A Next Generation of XPath?

by Uche Ogbuji

I finally got around to setting up an XPath NG mailing list. Moving forward with XPath without the enormous complications of W3C XPath 2.0 has long been a topic of raging debate on XML-DEV, www-tag, and other fora. I have been keenly interested in such an initiative, and I hope this mailing list brings it to fruition. I am certainly encouraged by our roaring start. First of all, from my welcome message:

This list is friendly to all discussion of improvements and updates to
XPath. Discussion of the W3C XPath 2.0 specs, as well as community
alternatives, and other relevant matters is welcome.

David Rosenborg, who has long worked on the FXPath - Functional XPath project outlined his initial ideas for and interest in XPath NG.

To summarize my favorite XPath language I'd start with XQuery,
remove the XML Schema stuff, use the XPath 1.0 data
model, and add a dose of functional programming.


I choose XQuery as the starting point to illustrate that I think
that XPath Ng should be a self-sufficient language i.e., not
dependent on a context like XSLT or XPointer. It should
however have the capabilities to inherit properties like
variables from a host language if present.


XPath 1.0 expressions should work unmodifed when processed by an XPath Ng processor.


XPath Ng should not mandate support for any particular schema language.
Instead it should provide a generic facility for tunneling auxiliary information
from, for example, a schema to the XPath Ng language.

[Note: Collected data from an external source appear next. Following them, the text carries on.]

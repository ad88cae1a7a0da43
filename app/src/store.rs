use crate::error::{Result, RiskError};
use crate::types::{RegionRecord, Records};
use serde::Serialize;
use serde_json::ser::PrettyFormatter;
use std::ffi::OsString;
use std::fs;
use std::io::ErrorKind;
use std::path::{Path, PathBuf};
use tracing::{debug, warn};

/// In-memory mapping of region name to record, backed by a JSON file.
///
/// Mutations only touch memory; callers persist with [`RecordStore::save`]
/// once a logical operation has fully succeeded. Regions keep the order in
/// which they were added, in memory and on disk.
#[derive(Debug, Clone)]
pub struct RecordStore {
    path: PathBuf,
    records: Records,
}

impl RecordStore {
    /// Load the store, degrading to an empty one when the file is missing
    /// or unreadable. Corrupt state is logged, never raised.
    ///
    /// A file that exists but cannot be parsed is copied to
    /// `<file>.corrupt` first, since the next save replaces it.
    pub fn load(path: impl Into<PathBuf>) -> Self {
        let path = path.into();
        let records = match read_records(&path) {
            Ok(records) => records,
            Err(RiskError::Json(e)) => {
                warn!("Malformed data in {}: {}, starting empty", path.display(), e);
                backup_corrupt(&path);
                Records::new()
            }
            Err(e) => {
                log_unreadable(&path, &e);
                Records::new()
            }
        };
        Self { path, records }
    }

    pub fn empty(path: impl Into<PathBuf>) -> Self {
        Self {
            path: path.into(),
            records: Records::new(),
        }
    }

    /// Rewrite the whole file. Writes go through a sibling temp file and a
    /// rename so readers never see a half-written document.
    pub fn save(&self) -> Result<()> {
        let mut buf = Vec::new();
        let formatter = PrettyFormatter::with_indent(b"    ");
        let mut ser = serde_json::Serializer::with_formatter(&mut buf, formatter);
        self.records.serialize(&mut ser)?;

        let tmp = sibling(&self.path, ".tmp");
        fs::write(&tmp, &buf)?;
        if let Err(e) = fs::rename(&tmp, &self.path) {
            if let Err(cleanup) = fs::remove_file(&tmp) {
                warn!("Failed to remove {}: {}", tmp.display(), cleanup);
            }
            return Err(e.into());
        }

        debug!(
            "Saved {} region(s) to {}",
            self.records.len(),
            self.path.display()
        );
        Ok(())
    }

    pub fn path(&self) -> &Path {
        &self.path
    }

    pub fn records(&self) -> &Records {
        &self.records
    }

    pub fn get(&self, name: &str) -> Option<&RegionRecord> {
        self.records.get(name)
    }

    pub fn get_mut(&mut self, name: &str) -> Option<&mut RegionRecord> {
        self.records.get_mut(name)
    }

    pub fn put(&mut self, name: impl Into<String>, record: RegionRecord) -> Option<RegionRecord> {
        self.records.insert(name.into(), record)
    }

    /// Remove a region; the regions after it move up one place.
    pub fn delete(&mut self, name: &str) -> Option<RegionRecord> {
        self.records.shift_remove(name)
    }

    pub fn index_of(&self, name: &str) -> Option<usize> {
        self.records.get_index_of(name)
    }

    /// Put a region back at a given position, undoing [`RecordStore::delete`].
    pub fn restore(&mut self, index: usize, name: impl Into<String>, record: RegionRecord) {
        let index = index.min(self.records.len());
        self.records.shift_insert(index, name.into(), record);
    }

    pub fn contains(&self, name: &str) -> bool {
        self.records.contains_key(name)
    }

    pub fn len(&self) -> usize {
        self.records.len()
    }

    pub fn is_empty(&self) -> bool {
        self.records.is_empty()
    }
}

/// Read the records file, or an empty mapping if it is absent or corrupt.
///
/// Read-only: used by the dashboard, which never writes or backs up.
pub fn load_records(path: &Path) -> Records {
    match read_records(path) {
        Ok(records) => records,
        Err(RiskError::Json(e)) => {
            warn!("Malformed data in {}: {}, starting empty", path.display(), e);
            Records::new()
        }
        Err(e) => {
            log_unreadable(path, &e);
            Records::new()
        }
    }
}

fn read_records(path: &Path) -> Result<Records> {
    let content = fs::read_to_string(path)?;
    Ok(serde_json::from_str(&content)?)
}

fn log_unreadable(path: &Path, e: &RiskError) {
    match e {
        RiskError::Io(io) if io.kind() == ErrorKind::NotFound => {
            debug!("No data file at {}, starting empty", path.display());
        }
        _ => warn!("Failed to read {}: {}, starting empty", path.display(), e),
    }
}

fn backup_corrupt(path: &Path) {
    let backup = sibling(path, ".corrupt");
    match fs::copy(path, &backup) {
        Ok(_) => warn!("Kept a copy of the unreadable file at {}", backup.display()),
        Err(e) => warn!("Failed to back up {}: {}", path.display(), e),
    }
}

/// `path` with `suffix` appended to its file name.
fn sibling(path: &Path, suffix: &str) -> PathBuf {
    let mut name = OsString::from(path.as_os_str());
    name.push(suffix);
    PathBuf::from(name)
}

A normative XML mapping of the XPath Ng syntax could be usefull. Just as there is
an XML and compact syntax for Relax Ng, there could be two syntaxes for XPath Ng too,
just that we'd use the compact form for the primary spec.

I then offered some procedural thoughts:

As to what we produce, I think we should take a leaf out of the EXSLT
playbook. I think we should produce relatively self-contained modules,
each of which exhibits healthy coupling and cohesion. Each module would
address one particular aspect of extension/modification of XPath 1.0.
One could also layer and combine modules. As an exampele, there might
be an axis extension module which allows one to define extension axes,
say by using qnames or setting up a community registry. On top of this
we might build an annotations module, which provides an extensible
system of annotations or properties for each node and uses the extension
axis module to define an annotations axis. Then we might build a data
typing module which assigns data types to nodes using the constructs in
the annotations module.

Jeni waded into the list with her usual brilliance. First she sketched out a suggested problem statement for XPath NG, and some core goals.

The problem as I see it: XPath should be something that's usable in
multiple different contexts -- in XSLT, in XQuery, in schema
languages, in XForms, in XPointer, in DOM, etc. etc. etc. XPath 2.0 is
so weighty (particularly because the XML Schema support) that it can't
be adopted wholesale into these different contexts, and doesn't have
easily identifiable modules, which means that we'll end up with
different parts being incorporated into different languages in
different ways. It's also a product of two communities (XSLT and
XQuery) with very different requirements pulling in different
directions which has led to some ugly compromises.

I think that the problem we should try to solve is to at least show
that a radically alternative design is possible.

The goals for XPath NG should be, I think:

* Simplicity
* Modularity
* Extensibility
* Schema language independence
* Backwards compatibility

Then Jeni even contributed a stab at a core data model for XPath NG:

Every value in XPath NG is a sequence containing zero or more items.

The items in a sequence can be of three kinds: nodes, values and
other sequences. Nodes are items that have identity whereas values
are items that do not have identity.

There are three core types of values in XPath NG: strings, numbers
and booleans. These values can be cast to each other using the XPath
1.0 rules. The only difference is that in XPath NG, strings that
hold numbers in scientific notation can be cast to numbers, 'INF' is
converted to Infinity and '-INF' is converted to negative Infinity.

Sequences are cast to strings and numbers by converting the first
item of the sequence to a string or number; if the sequence is empty
you get an empty string or NaN. Sequences are cast to boolean true
if they contain any items, boolean false if they do not.

Other modules may add more data types, but every data type must
define a mapping onto a string, a number and a boolean value, and
how that data type is created from a sequence.

A side note: On XML-DEV, Mike Kay seemed to object to our using the name "XPath NG". I and others feel there is no reason not to use this name, but some alternative name suggestions have been floated, including Jeni Tennison's "FIXPath" and my "NextPath".

If you have any ideas on what direction XPath should take, please join us. It's a community effort, and there are some heavy hitting players and deep discussions already.to be found on the list.

So what do you think of the upstart efforts towards XPath NG?